### DESCRIPTION OF THE TASK
Your output should be the entries below, from the first line up to and including the line with "const MAX_LIMIT: i64 = 200;", reproduced exactly and with no other lines.

### DATA PROVIDED

- Opening Delimiter -

use anyhow::{Context, Result};
use async_trait::async_trait;
use sqlx::{PgPool, Postgres, QueryBuilder};

use crate::models::{IngestionRun, RunLogResponse, RunQuery};
use crate::store::RunLog;

const DEFAULT_LIMIT: i64 = 50;
const MAX_LIMIT: i64 = 200;

/// Audit trail of ingestion runs in the `ingestion_runs` table.
pub struct RunLogger {
    pool: PgPool,
}

impl RunLogger {
    pub fn new(pool: PgPool) -> Self {
        Self { pool }
    }

    pub async fn init_schema(&self) -> Result<()> {
        sqlx::query(
            r#"
            CREATE TABLE IF NOT EXISTS ingestion_runs (
                id UUID PRIMARY KEY,
                clinic_id TEXT NOT NULL,
                started_at TIMESTAMPTZ NOT NULL,
                finished_at TIMESTAMPTZ NOT NULL,
                outcome TEXT NOT NULL,
                chunks_rendered INTEGER NOT NULL,
                chunks_processed INTEGER NOT NULL,
                skipped JSONB NOT NULL,
                warnings JSONB NOT NULL
            )
            "#,
        )
        .execute(&self.pool)
        .await
        .context("failed to create ingestion_runs table")?;

        sqlx::query(
            r#"
            CREATE INDEX IF NOT EXISTS idx_ingestion_runs_started ON ingestion_runs(started_at DESC)
            "#,
        )
        .execute(&self.pool)
        .await?;

        sqlx::query(
            r#"
            CREATE INDEX IF NOT EXISTS idx_ingestion_runs_clinic ON ingestion_runs(clinic_id)
            "#,
        )
        .execute(&self.pool)
        .await?;

        Ok(())
    }
}

pub fn page_bounds(query: &RunQuery) -> (i64, i64) {
    let limit = query.limit.unwrap_or(DEFAULT_LIMIT).clamp(1, MAX_LIMIT);
    let offset = query.offset.unwrap_or(0).max(0);
    (limit, offset)
}

fn push_filter(builder: &mut QueryBuilder<'_, Postgres>, query: &RunQuery) {
    if let Some(clinic_id) = &query.clinic_id {
        builder.push(" WHERE clinic_id = ").push_bind(clinic_id.clone());
    }
}

#[async_trait]
impl RunLog for RunLogger {
    async fn record(&self, run: &IngestionRun) -> Result<()> {
        sqlx::query(
            r#"
            INSERT INTO ingestion_runs
            (id, clinic_id, started_at, finished_at, outcome, chunks_rendered, chunks_processed, skipped, warnings)
            VALUES ($1, $2, $3, $4, $5, $6, $7, $8, $9)
            "#,
        )
        .bind(run.id)
        .bind(&run.clinic_id)
        .bind(run.started_at)
        .bind(run.finished_at)
        .bind(&run.outcome)
        .bind(run.chunks_rendered)
        .bind(run.chunks_processed)
        .bind(&run.skipped)
        .bind(&run.warnings)
        .execute(&self.pool)
        .await
        .context("failed to insert ingestion run")?;

        Ok(())
    }

    async fn recent(&self, query: &RunQuery) -> Result<RunLogResponse> {
        let (limit, offset) = page_bounds(query);

        let mut select = QueryBuilder::<Postgres>::new("SELECT * FROM ingestion_runs");
        push_filter(&mut select, query);
        select
            .push(" ORDER BY started_at DESC LIMIT ")
            .push_bind(limit)
            .push(" OFFSET ")
            .push_bind(offset);

        let runs = select
            .build_query_as::<IngestionRun>()
            .fetch_all(&self.pool)
            .await
            .context("failed to query ingestion runs")?;

        let mut count = QueryBuilder::<Postgres>::new("SELECT COUNT(*) FROM ingestion_runs");
        push_filter(&mut count, query);
        let (total,): (i64,) = count
            .build_query_as()
            .fetch_one(&self.pool)
            .await
            .context("failed to count ingestion runs")?;

        Ok(RunLogResponse { runs, total })
    }
}

#[cfg(test)]
mod tests {
    use super::*;

    #[test]
    fn test_page_bounds_defaults_and_clamps() {
        assert_eq!(page_bounds(&RunQuery::default()), (50, 0));
        let query = RunQuery { clinic_id: None, limit: Some(10_000), offset: Some(-4) };
        assert_eq!(page_bounds(&query), (200, 0));
        let query = RunQuery { clinic_id: None, limit: Some(0), offset: Some(20) };
        assert_eq!(page_bounds(&query), (1, 20));
    }

    #[test]
    fn test_filter_binds_clinic() {
        let query = RunQuery { clinic_id: Some("d1".into()), ..RunQuery::default() };
        let mut builder = QueryBuilder::<Postgres>::new("SELECT * FROM ingestion_runs");
        push_filter(&mut builder, &query);
        assert_eq!(builder.sql(), "SELECT * FROM ingestion_runs WHERE clinic_id = $1");
    }
}
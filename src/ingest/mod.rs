pub mod chunker;
pub mod manager;
pub mod pipeline;

pub use manager::{BatchSummary, IngestManager, IngestStatus};
pub use pipeline::{IngestOutcome, IngestPipeline, IngestReport, PipelineOptions};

- Closing Delimiter -

### WRITTEN RESPONSE
use anyhow::{Context, Result};
use async_trait::async_trait;
use sqlx::{PgPool, Postgres, QueryBuilder};

use crate::models::{IngestionRun, RunLogResponse, RunQuery};
use crate::store::RunLog;

const DEFAULT_LIMIT: i64 = 50;
const MAX_LIMIT: i64 = 200;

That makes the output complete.